▸ **WORK REQUEST**
Below are the entries; return every line among them that holds the word "TechniqueId".

▸ **INPUT FOR THIS TASK**
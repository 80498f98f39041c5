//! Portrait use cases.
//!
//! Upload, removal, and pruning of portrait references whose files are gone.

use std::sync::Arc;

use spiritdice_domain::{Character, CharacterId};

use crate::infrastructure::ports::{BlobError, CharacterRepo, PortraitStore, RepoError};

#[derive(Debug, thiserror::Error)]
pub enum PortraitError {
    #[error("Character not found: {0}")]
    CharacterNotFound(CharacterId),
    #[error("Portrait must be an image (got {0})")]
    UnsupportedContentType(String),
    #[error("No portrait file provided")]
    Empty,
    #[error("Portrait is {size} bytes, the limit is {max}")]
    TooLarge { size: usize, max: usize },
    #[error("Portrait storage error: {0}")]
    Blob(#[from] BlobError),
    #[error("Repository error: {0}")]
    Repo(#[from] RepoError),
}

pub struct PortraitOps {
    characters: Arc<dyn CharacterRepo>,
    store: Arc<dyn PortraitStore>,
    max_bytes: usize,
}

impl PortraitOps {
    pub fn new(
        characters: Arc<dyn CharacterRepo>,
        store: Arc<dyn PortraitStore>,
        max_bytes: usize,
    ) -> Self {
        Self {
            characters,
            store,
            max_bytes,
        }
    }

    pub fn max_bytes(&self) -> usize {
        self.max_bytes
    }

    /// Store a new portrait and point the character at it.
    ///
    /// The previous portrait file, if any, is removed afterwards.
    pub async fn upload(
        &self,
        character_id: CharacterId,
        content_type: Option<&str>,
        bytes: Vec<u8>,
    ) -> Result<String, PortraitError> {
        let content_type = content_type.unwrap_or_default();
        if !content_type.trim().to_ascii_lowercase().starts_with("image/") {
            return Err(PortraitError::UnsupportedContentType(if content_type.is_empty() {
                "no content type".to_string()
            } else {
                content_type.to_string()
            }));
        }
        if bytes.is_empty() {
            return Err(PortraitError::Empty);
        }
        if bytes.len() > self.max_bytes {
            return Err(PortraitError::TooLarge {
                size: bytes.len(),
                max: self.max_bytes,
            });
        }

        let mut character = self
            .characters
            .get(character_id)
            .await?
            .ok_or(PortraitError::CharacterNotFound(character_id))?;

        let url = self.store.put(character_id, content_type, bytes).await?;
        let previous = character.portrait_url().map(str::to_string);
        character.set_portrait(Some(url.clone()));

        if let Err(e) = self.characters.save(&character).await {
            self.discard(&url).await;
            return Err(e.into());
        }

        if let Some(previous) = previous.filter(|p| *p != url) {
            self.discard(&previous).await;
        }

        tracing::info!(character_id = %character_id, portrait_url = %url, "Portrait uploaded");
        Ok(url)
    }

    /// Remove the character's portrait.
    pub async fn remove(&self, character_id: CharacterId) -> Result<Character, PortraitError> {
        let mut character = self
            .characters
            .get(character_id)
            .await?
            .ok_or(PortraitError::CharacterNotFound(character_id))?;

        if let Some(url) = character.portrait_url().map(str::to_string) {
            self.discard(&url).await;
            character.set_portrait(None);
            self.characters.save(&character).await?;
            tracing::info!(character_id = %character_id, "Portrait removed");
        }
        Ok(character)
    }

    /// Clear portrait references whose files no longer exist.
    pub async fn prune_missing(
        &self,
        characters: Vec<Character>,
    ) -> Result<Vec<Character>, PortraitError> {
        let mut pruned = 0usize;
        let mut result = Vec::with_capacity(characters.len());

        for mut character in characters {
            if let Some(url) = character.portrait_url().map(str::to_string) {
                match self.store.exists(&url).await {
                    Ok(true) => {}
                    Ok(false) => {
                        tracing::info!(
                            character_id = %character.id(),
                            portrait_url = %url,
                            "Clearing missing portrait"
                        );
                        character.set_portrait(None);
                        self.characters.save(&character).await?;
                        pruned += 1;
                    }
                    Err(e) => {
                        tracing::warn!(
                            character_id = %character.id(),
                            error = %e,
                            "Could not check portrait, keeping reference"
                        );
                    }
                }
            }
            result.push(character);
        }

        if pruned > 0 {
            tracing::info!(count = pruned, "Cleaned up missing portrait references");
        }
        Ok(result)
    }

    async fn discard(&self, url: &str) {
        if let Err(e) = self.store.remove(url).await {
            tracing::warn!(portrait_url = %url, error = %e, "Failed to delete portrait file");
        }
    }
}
--
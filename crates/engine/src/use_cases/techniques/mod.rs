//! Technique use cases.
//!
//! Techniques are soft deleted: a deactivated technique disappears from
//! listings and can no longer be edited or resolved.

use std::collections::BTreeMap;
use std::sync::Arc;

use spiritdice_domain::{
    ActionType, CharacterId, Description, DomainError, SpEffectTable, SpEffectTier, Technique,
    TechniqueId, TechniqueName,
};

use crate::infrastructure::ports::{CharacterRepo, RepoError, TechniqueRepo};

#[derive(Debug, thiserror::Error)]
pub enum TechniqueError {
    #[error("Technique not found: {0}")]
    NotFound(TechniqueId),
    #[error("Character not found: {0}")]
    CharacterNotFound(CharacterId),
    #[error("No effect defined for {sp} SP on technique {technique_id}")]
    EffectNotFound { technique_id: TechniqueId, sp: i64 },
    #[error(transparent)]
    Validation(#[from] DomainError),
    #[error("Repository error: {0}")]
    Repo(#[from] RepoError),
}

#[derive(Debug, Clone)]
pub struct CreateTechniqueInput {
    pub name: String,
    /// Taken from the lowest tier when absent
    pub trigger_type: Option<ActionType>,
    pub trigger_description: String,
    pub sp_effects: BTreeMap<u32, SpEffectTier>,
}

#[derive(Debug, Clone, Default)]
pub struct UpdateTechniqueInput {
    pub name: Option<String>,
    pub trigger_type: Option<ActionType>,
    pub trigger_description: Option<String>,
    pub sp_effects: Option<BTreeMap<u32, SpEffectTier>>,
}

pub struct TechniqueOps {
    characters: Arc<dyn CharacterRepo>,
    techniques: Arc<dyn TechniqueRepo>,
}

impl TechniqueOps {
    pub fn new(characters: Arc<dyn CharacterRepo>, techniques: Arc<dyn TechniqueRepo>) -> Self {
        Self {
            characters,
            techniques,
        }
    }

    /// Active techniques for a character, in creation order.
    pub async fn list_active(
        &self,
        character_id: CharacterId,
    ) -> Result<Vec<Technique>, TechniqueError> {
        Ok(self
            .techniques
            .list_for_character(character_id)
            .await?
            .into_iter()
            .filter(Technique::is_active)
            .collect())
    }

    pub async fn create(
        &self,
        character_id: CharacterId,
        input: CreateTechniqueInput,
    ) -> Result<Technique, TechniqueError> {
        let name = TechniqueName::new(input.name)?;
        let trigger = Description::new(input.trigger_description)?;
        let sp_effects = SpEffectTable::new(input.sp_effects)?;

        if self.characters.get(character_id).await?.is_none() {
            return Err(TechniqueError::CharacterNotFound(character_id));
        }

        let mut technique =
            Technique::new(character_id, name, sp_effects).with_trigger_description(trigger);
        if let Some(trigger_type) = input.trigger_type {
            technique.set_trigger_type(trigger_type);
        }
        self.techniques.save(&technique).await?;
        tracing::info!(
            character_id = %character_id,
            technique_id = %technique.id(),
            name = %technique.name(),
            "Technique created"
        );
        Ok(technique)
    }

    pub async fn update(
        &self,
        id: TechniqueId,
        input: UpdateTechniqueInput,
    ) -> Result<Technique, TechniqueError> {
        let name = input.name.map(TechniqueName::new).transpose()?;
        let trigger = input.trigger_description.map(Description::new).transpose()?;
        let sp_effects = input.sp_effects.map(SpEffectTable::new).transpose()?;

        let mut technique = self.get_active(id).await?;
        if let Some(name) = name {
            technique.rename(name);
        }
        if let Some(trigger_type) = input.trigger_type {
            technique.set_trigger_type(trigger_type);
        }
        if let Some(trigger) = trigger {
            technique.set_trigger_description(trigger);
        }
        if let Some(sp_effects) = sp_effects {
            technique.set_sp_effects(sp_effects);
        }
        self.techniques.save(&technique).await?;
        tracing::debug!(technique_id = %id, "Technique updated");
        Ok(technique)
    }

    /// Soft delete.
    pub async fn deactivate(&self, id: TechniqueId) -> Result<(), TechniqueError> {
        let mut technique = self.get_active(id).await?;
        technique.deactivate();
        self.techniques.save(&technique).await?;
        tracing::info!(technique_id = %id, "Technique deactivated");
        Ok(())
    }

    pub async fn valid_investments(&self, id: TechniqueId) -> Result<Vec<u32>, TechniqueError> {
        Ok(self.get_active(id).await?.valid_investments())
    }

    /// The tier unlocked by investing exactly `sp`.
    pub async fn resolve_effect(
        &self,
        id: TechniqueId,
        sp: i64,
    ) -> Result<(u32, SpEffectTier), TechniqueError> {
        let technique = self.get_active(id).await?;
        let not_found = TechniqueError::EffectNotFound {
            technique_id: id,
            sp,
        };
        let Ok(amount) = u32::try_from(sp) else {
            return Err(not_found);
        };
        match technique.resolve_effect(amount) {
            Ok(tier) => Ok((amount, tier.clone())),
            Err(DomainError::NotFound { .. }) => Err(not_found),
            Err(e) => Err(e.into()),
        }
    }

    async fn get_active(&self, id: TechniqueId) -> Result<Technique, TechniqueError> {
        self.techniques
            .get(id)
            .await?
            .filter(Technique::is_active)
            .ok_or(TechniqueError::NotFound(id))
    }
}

▸ **ANSWER FOR THIS EXERCISE**
    TechniqueId, TechniqueName,
    NotFound(TechniqueId),
    EffectNotFound { technique_id: TechniqueId, sp: i64 },
        id: TechniqueId,
    pub async fn deactivate(&self, id: TechniqueId) -> Result<(), TechniqueError> {
    pub async fn valid_investments(&self, id: TechniqueId) -> Result<Vec<u32>, TechniqueError> {
        id: TechniqueId,
    async fn get_active(&self, id: TechniqueId) -> Result<Technique, TechniqueError> {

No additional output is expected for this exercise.